**What you are asked to do:** Lines from the records below that contain the word "classify" are to be copied out.
[Records for this exercise Boundary: Start]
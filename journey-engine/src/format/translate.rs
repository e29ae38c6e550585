//! Translation lookup for unit suffixes and fixed messages.

use std::collections::HashMap;

use serde::{Deserialize, Serialize};

/// The strings the engine needs from the i18n layer.
#[derive(Debug, Clone, Copy, PartialEq, Eq, Hash, Serialize, Deserialize)]
#[serde(rename_all = "camelCase")]
pub enum TranslationKey {
    /// Suffix after "H:MM", e.g. "h"
    HoursShort,
    /// Suffix after a bare minute count, e.g. "min"
    MinutesShort,
    /// Shown when an activity would end before it starts
    EndBeforeStart,
    /// Placeholder for a value that cannot be computed, e.g. "--"
    Unavailable,
    /// Label after a day count in multi-day mode
    Days,
    /// Label after a night count in multi-day mode
    Nights,
}

/// Resolves a key to display text.
///
/// Language fallback is the caller's concern; by the time a key reaches the
/// engine it must resolve to something.
pub trait Translate {
    fn translate(&self, key: TranslationKey) -> String;
}

impl<F> Translate for F
where
    F: Fn(TranslationKey) -> String,
{
    fn translate(&self, key: TranslationKey) -> String {
        self(key)
    }
}

/// Built-in English strings.
#[derive(Debug, Clone, Copy, Default)]
pub struct EnglishUnits;

impl Translate for EnglishUnits {
    fn translate(&self, key: TranslationKey) -> String {
        match key {
            TranslationKey::HoursShort => "h",
            TranslationKey::MinutesShort => "min",
            TranslationKey::EndBeforeStart => "End is before start",
            TranslationKey::Unavailable => "--",
            TranslationKey::Days => "days",
            TranslationKey::Nights => "nights",
        }
        .to_string()
    }
}

/// A translation table, typically deserialized from JSON.
///
/// Keys missing from the table resolve to [`EnglishUnits`].
///
/// # Examples
///
/// ```
/// use journey_engine::format::{Translate, TranslationKey, Translations};
///
/// let t: Translations = serde_json::from_str(r#"{"hoursShort": " Std."}"#).unwrap();
/// assert_eq!(t.translate(TranslationKey::HoursShort), " Std.");
/// assert_eq!(t.translate(TranslationKey::MinutesShort), "min");
/// ```
#[derive(Debug, Clone, Default, Deserialize)]
#[serde(transparent)]
pub struct Translations {
    entries: HashMap<TranslationKey, String>,
}

impl Translations {
    pub fn new() -> Self {
        Self::default()
    }

    /// Set the text for a key.
    pub fn insert(&mut self, key: TranslationKey, text: impl Into<String>) {
        self.entries.insert(key, text.into());
    }
}

impl Translate for Translations {
    fn translate(&self, key: TranslationKey) -> String {
        self.entries
            .get(&key)
            .cloned()
            .unwrap_or_else(|| EnglishUnits.translate(key))
    }
}
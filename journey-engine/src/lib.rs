//! Timezone-aware journey time and compatibility engine.
//!
//! Given candidate public-transport connections to and from an activity,
//! lets a user pick a compatible pair and derives how long they get to
//! spend at the activity.

pub mod api;
pub mod domain;
pub mod engine;
pub mod format;
pub mod normalize;
pub mod search_file;
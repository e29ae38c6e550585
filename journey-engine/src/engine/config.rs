//! Activity configuration for a search.

use chrono::NaiveDate;
use chrono_tz::Tz;
use serde::{Deserialize, Serialize};

use crate::domain::{LocalTimeOfDay, TimeError};

/// Error raised when a configuration is unusable.
#[derive(Debug, thiserror::Error)]
pub enum ConfigError {
    /// A configured time is not an `H:MM[:SS]` reading
    #[error("invalid {field}: {source}")]
    InvalidTime {
        field: &'static str,
        source: TimeError,
    },

    /// The required activity duration is zero or negative
    #[error("required duration must be positive, got {0} minutes")]
    NonPositiveDuration(i64),

    /// An earliest bound lies after its latest bound
    #[error("{earliest} must not be after {latest}")]
    InvertedBounds {
        earliest: &'static str,
        latest: &'static str,
    },

    /// A multi-day range ends before it starts
    #[error("end date {end} is before start date {start}")]
    EndDateBeforeStart { start: NaiveDate, end: NaiveDate },

    /// The configuration could not be read
    #[error("invalid configuration JSON: {0}")]
    Json(#[from] serde_json::Error),
}

/// Time bounds and required duration of the activity.
///
/// All times are wall-clock readings in `timezone`. The configuration is
/// fixed for the lifetime of a search.
#[derive(Debug, Clone, PartialEq, Serialize, Deserialize)]
#[serde(rename_all = "camelCase")]
pub struct ActivityConfig {
    /// Earliest time the activity may start.
    pub earliest_start_time: String,

    /// Latest time the activity may start.
    /// Anytime connections to the activity arrive at this time.
    pub latest_start_time: String,

    /// Earliest time the activity may end.
    /// Anytime connections from the activity leave at this time.
    pub earliest_end_time: String,

    /// Latest time the activity may end.
    pub latest_end_time: String,

    /// Recommended time at the activity (minutes).
    pub duration_minutes: i64,

    /// IANA timezone of the activity location.
    pub timezone: Tz,

    /// Whether the activity spans several days.
    #[serde(default)]
    pub multiday: bool,
}

impl ActivityConfig {
    /// Create a single-day configuration.
    pub fn new(
        earliest_start_time: &str,
        latest_start_time: &str,
        earliest_end_time: &str,
        latest_end_time: &str,
        duration_minutes: i64,
        timezone: Tz,
    ) -> Self {
        Self {
            earliest_start_time: earliest_start_time.to_string(),
            latest_start_time: latest_start_time.to_string(),
            earliest_end_time: earliest_end_time.to_string(),
            latest_end_time: latest_end_time.to_string(),
            duration_minutes,
            timezone,
            multiday: false,
        }
    }

    /// Switch to multi-day mode.
    pub fn multiday(mut self) -> Self {
        self.multiday = true;
        self
    }

    /// Parse and validate a JSON configuration.
    ///
    /// # Examples
    ///
    /// ```
    /// use journey_engine::engine::ActivityConfig;
    ///
    /// let config = ActivityConfig::from_json(r#"{
    ///     "earliestStartTime": "09:00",
    ///     "latestStartTime": "10:00",
    ///     "earliestEndTime": "16:00",
    ///     "latestEndTime": "18:00",
    ///     "durationMinutes": 420,
    ///     "timezone": "Europe/Vienna"
    /// }"#).unwrap();
    ///
    /// assert_eq!(config.timezone, chrono_tz::Europe::Vienna);
    /// assert!(!config.multiday);
    /// ```
    pub fn from_json(json: &str) -> Result<Self, ConfigError> {
        let config: Self = serde_json::from_str(json)?;
        config.validate()?;
        Ok(config)
    }

    /// Check that every configured time parses and the bounds are ordered.
    pub fn validate(&self) -> Result<(), ConfigError> {
        let earliest_start = parse_field("earliestStartTime", &self.earliest_start_time)?;
        let latest_start = parse_field("latestStartTime", &self.latest_start_time)?;
        let earliest_end = parse_field("earliestEndTime", &self.earliest_end_time)?;
        let latest_end = parse_field("latestEndTime", &self.latest_end_time)?;

        if self.duration_minutes <= 0 {
            return Err(ConfigError::NonPositiveDuration(self.duration_minutes));
        }
        if earliest_start > latest_start {
            return Err(ConfigError::InvertedBounds {
                earliest: "earliestStartTime",
                latest: "latestStartTime",
            });
        }
        if earliest_end > latest_end {
            return Err(ConfigError::InvertedBounds {
                earliest: "earliestEndTime",
                latest: "latestEndTime",
            });
        }

        Ok(())
    }
}

fn parse_field(field: &'static str, value: &str) -> Result<LocalTimeOfDay, ConfigError> {
    LocalTimeOfDay::parse(value).map_err(|source| ConfigError::InvalidTime { field, source })
}

impl Default for ActivityConfig {
    fn default() -> Self {
        Self::new(
            "09:00",
            "10:00",
            "16:00",
            "18:00",
            420, // 7 hours
            chrono_tz::Europe::Vienna,
        )
    }
}

/// The calendar day (or days) chosen for the activity.
#[derive(Debug, Clone, Copy, PartialEq, Eq, Serialize, Deserialize)]
#[serde(rename_all = "camelCase")]
pub struct ActivityDates {
    /// Day the activity starts.
    pub start: NaiveDate,

    /// Day a multi-day activity ends, once chosen.
    #[serde(default)]
    pub end: Option<NaiveDate>,
}

impl ActivityDates {
    /// A single activity day.
    pub fn single(date: NaiveDate) -> Self {
        Self {
            start: date,
            end: None,
        }
    }

    /// A multi-day range.
    pub fn range(start: NaiveDate, end: NaiveDate) -> Self {
        Self {
            start,
            end: Some(end),
        }
    }

    /// The day the activity ends on.
    ///
    /// Only multi-day activities use the end date; single-day activities
    /// always end on their start date.
    pub fn end_date(&self, multiday: bool) -> NaiveDate {
        match (multiday, self.end) {
            (true, Some(end)) => end,
            _ => self.start,
        }
    }

    /// Number of days and nights covered by the range.
    pub fn stay(&self) -> (i64, i64) {
        let days = (self.end_date(true) - self.start).num_days() + 1;
        (days, days - 1)
    }

    pub fn validate(&self) -> Result<(), ConfigError> {
        match self.end {
            Some(end) if end < self.start => Err(ConfigError::EndDateBeforeStart {
                start: self.start,
                end,
            }),
            _ => Ok(()),
        }
    }
}
impl<T: Translate> CompatibilityEngine<T> {
    /// Create an engine over already-normalized candidate lists.
    ///
    /// Fails if the configuration or the dates do not validate.
    /// Recommendations default to the first candidate on each side.
    pub fn new(
        config: ActivityConfig,
        dates: ActivityDates,
        to: Vec<Connection>,
        from: Vec<Connection>,
        translator: T,
    ) -> Result<Self, ConfigError> {
        config.validate()?;
        dates.validate()?;

        let mut engine = Self {
            recommended_to: resolve_recommended(&to, None),
            recommended_from: resolve_recommended(&from, None),
            to_status: vec![CandidateStatus::default(); to.len()],
            from_status: vec![CandidateStatus::default(); from.len()],
            config,
            dates,
            translator,
            to,
            from,
            selection: SelectionState::default(),
            times: ActivityTimes::default(),
        };
        engine.refresh();
        Ok(engine)
    }

    /// Convert, normalize and load a routing-API response.
    ///
    /// Malformed connections are skipped; see [`convert_connections`].
    pub fn from_response(
        response: &ConnectionsResponse,
        config: ActivityConfig,
        dates: ActivityDates,
        translator: T,
    ) -> Result<Self, ConfigError> {
        config.validate()?;
        dates.validate()?;

        let normalizer = ConnectionNormalizer::new(&config, dates);
        let to = normalizer.normalize_all(
            convert_connections(&response.to, Direction::ToActivity),
            Direction::ToActivity,
        );
        let from = normalizer.normalize_all(
            convert_connections(&response.from, Direction::FromActivity),
            Direction::FromActivity,
        );

        let recommended_to = response.recommended_to.as_deref().map(ConnectionId::new);
        let recommended_from = response.recommended_from.as_deref().map(ConnectionId::new);

        Ok(Self::new(config, dates, to, from, translator)?
            .with_recommendations(recommended_to.as_ref(), recommended_from.as_ref()))
    }

    /// Resolve the API's recommended ids against the candidate lists.
    pub fn with_recommendations(
        mut self,
        to: Option<&ConnectionId>,
        from: Option<&ConnectionId>,
    ) -> Self {
        self.recommended_to = resolve_recommended(&self.to, to);
        self.recommended_from = resolve_recommended(&self.from, from);
        self
    }

    pub fn config(&self) -> &ActivityConfig {
        &self.config
    }

    pub fn dates(&self) -> ActivityDates {
        self.dates
    }

    pub fn selection(&self) -> SelectionState {
        self.selection
    }

    pub fn activity_times(&self) -> &ActivityTimes {
        &self.times
    }

    /// Returns the normalized candidates for one side.
    pub fn candidates(&self, direction: Direction) -> &[Connection] {
        match direction {
            Direction::ToActivity => &self.to,
            Direction::FromActivity => &self.from,
        }
    }

    /// Returns the flags of every candidate on one side.
    pub fn statuses(&self, direction: Direction) -> &[CandidateStatus] {
        match direction {
            Direction::ToActivity => &self.to_status,
            Direction::FromActivity => &self.from_status,
        }
    }

    pub fn status(&self, direction: Direction, index: usize) -> Option<CandidateStatus> {
        self.statuses(direction).get(index).copied()
    }

    /// Position of the recommended candidate on one side.
    pub fn recommended(&self, direction: Direction) -> Option<usize> {
        match direction {
            Direction::ToActivity => self.recommended_to,
            Direction::FromActivity => self.recommended_from,
        }
    }

    pub fn selected_to(&self) -> Option<&Connection> {
        self.selection.selected_to.map(|i| &self.to[i])
    }

    pub fn selected_from(&self) -> Option<&Connection> {
        self.selection.selected_from.map(|i| &self.from[i])
    }

    /// Select the connection to the activity, or clear it with `None`.
    ///
    /// Candidates home that leave before this connection arrives become
    /// incompatible; a selected one is dropped along with the activity end.
    pub fn select_to(&mut self, index: Option<usize>) -> Result<(), SelectionError> {
        let Some(index) = index else {
            self.clear_to();
            return Ok(());
        };
        let arrival = self
            .to
            .get(index)
            .ok_or(SelectionError::UnknownCandidate {
                direction: Direction::ToActivity,
                index,
            })?
            .end();

        self.selection.selected_to = Some(index);
        for (candidate, status) in self.from.iter().zip(&mut self.from_status) {
            status.incompatible = candidate.start() < arrival;
        }

        if let Some(from) = self.selection.selected_from {
            if self.from_status[from].incompatible {
                debug!(to = index, from, "Dropping incompatible connection home");
                self.selection.selected_from = None;
                self.times.set_end(None);
                reset(&mut self.to_status);
            }
        }

        let earliest_start =
            self.configured_time(&self.config.earliest_start_time, self.dates.start);
        self.times.set_start(later_of_same_day(
            Some(local_time_of_day(arrival, self.zone())),
            earliest_start,
        ));
        self.refresh();

        debug!(
            index,
            arrival = %arrival,
            start = ?self.times.start(),
            "Selected connection to activity"
        );
        Ok(())
    }

    /// Select the connection home, or clear it with `None`.
    ///
    /// Candidates to the activity that arrive after this connection leaves
    /// become incompatible; a selected one is dropped along with the
    /// activity start.
    pub fn select_from(&mut self, index: Option<usize>) -> Result<(), SelectionError> {
        let Some(index) = index else {
            self.clear_from();
            return Ok(());
        };
        let departure = self
            .from
            .get(index)
            .ok_or(SelectionError::UnknownCandidate {
                direction: Direction::FromActivity,
                index,
            })?
            .start();

        self.selection.selected_from = Some(index);
        for (candidate, status) in self.to.iter().zip(&mut self.to_status) {
            status.incompatible = candidate.end() > departure;
        }

        if let Some(to) = self.selection.selected_to {
            if self.to_status[to].incompatible {
                debug!(to, from = index, "Dropping incompatible connection to activity");
                self.selection.selected_to = None;
                self.times.set_start(None);
                reset(&mut self.from_status);
            }
        }

        let end_date = self.dates.end_date(self.config.multiday);
        let latest_end = self.configured_time(&self.config.latest_end_time, end_date);
        self.times.set_end(earlier_of_same_day(
            Some(local_time_of_day(departure, self.zone())),
            latest_end,
        ));
        self.refresh();

        debug!(
            index,
            departure = %departure,
            end = ?self.times.end(),
            "Selected connection home"
        );
        Ok(())
    }

    /// Select the recommended connection to the activity, then the
    /// recommended one home if it is still compatible.
    pub fn select_recommended(&mut self) -> Result<(), SelectionError> {
        if let Some(to) = self.recommended_to {
            self.select_to(Some(to))?;
        }
        if let Some(from) = self.recommended_from {
            if !self.from_status[from].incompatible {
                self.select_from(Some(from))?;
            }
        }
        Ok(())
    }

    /// A read-only view of the current state for rendering.
    pub fn snapshot(&self) -> EngineSnapshot {
        let zone = self.zone();
        let views = |list: &[Connection],
                     statuses: &[CandidateStatus],
                     recommended: Option<usize>,
                     selected: Option<usize>|
         -> Vec<CandidateView> {
            list.iter()
                .zip(statuses)
                .enumerate()
                .map(|(i, (connection, status))| {
                    CandidateView::new(
                        connection,
                        *status,
                        zone,
                        &self.translator,
                        recommended == Some(i),
                        selected == Some(i),
                    )
                })
                .collect()
        };

        EngineSnapshot {
            phase: self.selection.phase(),
            selection: self.selection,
            activity_times: self.times.clone(),
            to: views(
                &self.to,
                &self.to_status,
                self.recommended_to,
                self.selection.selected_to,
            ),
            from: views(
                &self.from,
                &self.from_status,
                self.recommended_from,
                self.selection.selected_from,
            ),
        }
    }

    fn zone(&self) -> Tz {
        self.config.timezone
    }

    fn clear_to(&mut self) {
        debug!("Cleared connection to activity");
        self.selection.selected_to = None;
        self.times.set_start(None);
        reset(&mut self.from_status);
        self.refresh();
    }

    fn clear_from(&mut self) {
        debug!("Cleared connection home");
        self.selection.selected_from = None;
        self.times.set_end(None);
        reset(&mut self.to_status);
        self.refresh();
    }

    /// A configured bound as it reads on the activity clock on `date`.
    fn configured_time(&self, time: &str, date: NaiveDate) -> Option<LocalTimeOfDay> {
        anchor(time, date.into(), self.zone())
            .ok()
            .map(|dt| LocalTimeOfDay::new(dt.time()).truncated())
    }

    fn refresh(&mut self) {
        self.refresh_duration();
        self.refresh_fit();
    }

    fn refresh_duration(&mut self) {
        if self.config.multiday {
            let (days, nights) = self.dates.stay();
            self.times.set_stay(Some(Stay { days, nights }));
            self.times
                .set_duration(format_stay(days, nights, &self.translator), None);
            return;
        }

        self.times.set_stay(None);
        let (Some(start), Some(end)) = (self.times.start(), self.times.end()) else {
            self.times.set_duration(String::new(), None);
            return;
        };

        // Both readings sit on the activity day, even if the trip home is
        // after midnight.
        let zone = self.zone();
        let start = zoned_local(self.dates.start, start.time(), zone).ok();
        let end = zoned_local(self.dates.start, end.time(), zone).ok();
        let result = local_duration_result(start, end, &self.translator);

        let warning = match (start, end) {
            (Some(start), Some(end)) if end >= start => duration_warning(
                result.total_minutes,
                self.config.duration_minutes,
                &self.translator,
            ),
            _ => None,
        };
        self.times.set_duration(result.text, warning);
    }

    fn refresh_fit(&mut self) {
        let single_day = !self.config.multiday;
        let zone = self.zone();
        let required = self.config.duration_minutes;

        let arrival = self.selection.selected_to.map(|i| self.to[i].end());
        for (candidate, status) in self.from.iter().zip(&mut self.from_status) {
            status.fit = match arrival {
                Some(arrival) if single_day && !status.incompatible => Some(classify(
                    arrival,
                    candidate.start(),
                    zone,
                    required,
                    &self.translator,
                )),
                _ => None,
            };
        }

        let departure = self.selection.selected_from.map(|i| self.from[i].start());
        for (candidate, status) in self.to.iter().zip(&mut self.to_status) {
            status.fit = match departure {
                Some(departure) if single_day && !status.incompatible => Some(classify(
                    candidate.end(),
                    departure,
                    zone,
                    required,
                    &self.translator,
                )),
                _ => None,
            };
        }
    }
}

fn reset(statuses: &mut [CandidateStatus]) {
    statuses.fill(CandidateStatus::default());
}

fn exceeds_tolerance(actual: i64, required: i64) -> bool {
    required > 0 && actual as f64 / required as f64 > LONGER_TOLERANCE
}

fn duration_warning<T: Translate>(actual: i64, required: i64, t: &T) -> Option<DurationWarning> {
    let diff = actual - required;
    if diff < 0 {
        Some(DurationWarning {
            kind: WarningKind::Shorter,
            magnitude: format_minutes(-diff, t),
        })
    } else if diff > 0 && exceeds_tolerance(actual, required) {
        Some(DurationWarning {
            kind: WarningKind::Longer,
            magnitude: format_minutes(diff, t),
        })
    } else {
        None
    }
}
//! Wall-clock and instant handling for activity planning.
//!
//! Activity bounds are configured as "HH:MM" (or "HH:MM:SS") readings in the
//! activity's timezone, while connections carry absolute UTC instants. This
//! module converts between the two. Every zone-aware conversion goes through
//! [`zoned_local`], so daylight-saving transitions are resolved the same way
//! everywhere.
//!
//! The typed functions return `Result`; the string-facing functions at the
//! bottom of the module are total and map failures to fixed sentinels.

use std::cmp::Ordering;
use std::fmt;
use std::ops::RangeInclusive;

use chrono::{
    DateTime, Duration, NaiveDate, NaiveDateTime, NaiveTime, Offset, SecondsFormat, TimeZone,
    Timelike, Utc,
};
use chrono_tz::Tz;

/// Returned by [`local_time_to_utc_time_of_day`] when the input is invalid.
pub const UTC_TIME_OF_DAY_FALLBACK: &str = "00:00:00";

/// Returned by [`local_time_to_utc_instant`] when the input is invalid.
pub const UTC_INSTANT_FALLBACK: &str = "0000-00-00T00:00:00Z";

/// Placeholder for a local time of day that could not be computed.
pub const TIME_OF_DAY_UNAVAILABLE: &str = "--:--";

/// Error returned by the typed time operations.
#[derive(Debug, Clone, PartialEq, Eq, thiserror::Error)]
pub enum TimeError {
    /// The string is not an `H:MM` or `H:MM:SS` reading.
    #[error("invalid time of day: {0}")]
    InvalidTimeOfDay(&'static str),

    /// The year/month/day triple does not name a calendar day.
    #[error("invalid civil date {year:04}-{month:02}-{day:02}")]
    InvalidCivilDate { year: i32, month: u32, day: u32 },

    /// The string is not an ISO-8601 instant, or arithmetic left the
    /// representable range.
    #[error("invalid instant: {0}")]
    InvalidInstant(String),

    /// The local reading could not be placed on the timeline.
    #[error("local time cannot be resolved in this timezone")]
    Unresolvable,
}

/// A year/month/day triple that has not yet been checked against the
/// calendar.
///
/// Conversions take the date separately from the time of day so that the
/// same configured time can be re-anchored onto different activity days.
#[derive(Debug, Clone, Copy, PartialEq, Eq, Hash)]
pub struct CivilDate {
    pub year: i32,
    pub month: u32,
    pub day: u32,
}

impl CivilDate {
    pub fn new(year: i32, month: u32, day: u32) -> Self {
        Self { year, month, day }
    }

    /// Resolves the triple to a calendar day.
    ///
    /// # Examples
    ///
    /// ```
    /// use journey_engine::domain::CivilDate;
    ///
    /// assert!(CivilDate::new(2024, 2, 29).resolve().is_ok());
    /// assert!(CivilDate::new(2023, 2, 29).resolve().is_err());
    /// ```
    pub fn resolve(self) -> Result<NaiveDate, TimeError> {
        NaiveDate::from_ymd_opt(self.year, self.month, self.day).ok_or(
            TimeError::InvalidCivilDate {
                year: self.year,
                month: self.month,
                day: self.day,
            },
        )
    }
}

impl From<NaiveDate> for CivilDate {
    fn from(date: NaiveDate) -> Self {
        use chrono::Datelike;
        Self::new(date.year(), date.month(), date.day())
    }
}

/// A civil clock reading without a date or timezone.
///
/// Displays as "HH:MM". Seconds are kept when parsed from "H:MM:SS" so that
/// conversions stay exact; use [`LocalTimeOfDay::truncated`] to drop them.
#[derive(Clone, Copy, PartialEq, Eq, Hash)]
pub struct LocalTimeOfDay(NaiveTime);

impl LocalTimeOfDay {
    /// Wraps a `NaiveTime`.
    pub fn new(time: NaiveTime) -> Self {
        Self(time)
    }

    /// Parse an `H:MM` or `H:MM:SS` reading.
    ///
    /// # Examples
    ///
    /// ```
    /// use journey_engine::domain::LocalTimeOfDay;
    ///
    /// assert_eq!(LocalTimeOfDay::parse("9:05").unwrap().to_string(), "09:05");
    /// assert_eq!(LocalTimeOfDay::parse("14:30:15").unwrap().to_string(), "14:30");
    ///
    /// assert!(LocalTimeOfDay::parse("1430").is_err());
    /// assert!(LocalTimeOfDay::parse("24:00").is_err());
    /// assert!(LocalTimeOfDay::parse("12:5").is_err());
    /// ```
    pub fn parse(s: &str) -> Result<Self, TimeError> {
        let parts: Vec<&str> = s.split(':').collect();
        if !(2..=3).contains(&parts.len()) {
            return Err(TimeError::InvalidTimeOfDay("expected H:MM or H:MM:SS"));
        }

        let hour = parse_digits(parts[0], 1..=2)
            .ok_or(TimeError::InvalidTimeOfDay("invalid hour digits"))?;
        if hour > 23 {
            return Err(TimeError::InvalidTimeOfDay("hour must be 0-23"));
        }

        let minute = parse_digits(parts[1], 2..=2)
            .ok_or(TimeError::InvalidTimeOfDay("invalid minute digits"))?;
        if minute > 59 {
            return Err(TimeError::InvalidTimeOfDay("minute must be 0-59"));
        }

        let second = match parts.get(2) {
            Some(part) => {
                let second = parse_digits(part, 2..=2)
                    .ok_or(TimeError::InvalidTimeOfDay("invalid second digits"))?;
                if second > 59 {
                    return Err(TimeError::InvalidTimeOfDay("second must be 0-59"));
                }
                second
            }
            None => 0,
        };

        NaiveTime::from_hms_opt(hour, minute, second)
            .map(Self)
            .ok_or(TimeError::InvalidTimeOfDay("invalid time"))
    }

    /// Returns the underlying time.
    pub fn time(&self) -> NaiveTime {
        self.0
    }

    pub fn hour(&self) -> u32 {
        self.0.hour()
    }

    pub fn minute(&self) -> u32 {
        self.0.minute()
    }

    /// Drops seconds and sub-second precision.
    pub fn truncated(self) -> Self {
        Self(NaiveTime::from_hms_opt(self.hour(), self.minute(), 0).unwrap_or(self.0))
    }

    /// Places this reading on a calendar day (no timezone yet).
    pub fn on(&self, date: NaiveDate) -> NaiveDateTime {
        date.and_time(self.0)
    }
}

impl Ord for LocalTimeOfDay {
    fn cmp(&self, other: &Self) -> Ordering {
        self.0.cmp(&other.0)
    }
}

impl PartialOrd for LocalTimeOfDay {
    fn partial_cmp(&self, other: &Self) -> Option<Ordering> {
        Some(self.cmp(other))
    }
}

impl fmt::Debug for LocalTimeOfDay {
    fn fmt(&self, f: &mut fmt::Formatter<'_>) -> fmt::Result {
        write!(
            f,
            "LocalTimeOfDay({:02}:{:02}:{:02})",
            self.hour(),
            self.minute(),
            self.0.second()
        )
    }
}

impl fmt::Display for LocalTimeOfDay {
    fn fmt(&self, f: &mut fmt::Formatter<'_>) -> fmt::Result {
        write!(f, "{:02}:{:02}", self.hour(), self.minute())
    }
}

impl serde::Serialize for LocalTimeOfDay {
    fn serialize<S: serde::Serializer>(&self, serializer: S) -> Result<S::Ok, S::Error> {
        serializer.collect_str(self)
    }
}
[Records for this exercise Boundary: End]
**Answer section:**
                Some(arrival) if single_day && !status.incompatible => Some(classify(
                Some(departure) if single_day && !status.incompatible => Some(classify(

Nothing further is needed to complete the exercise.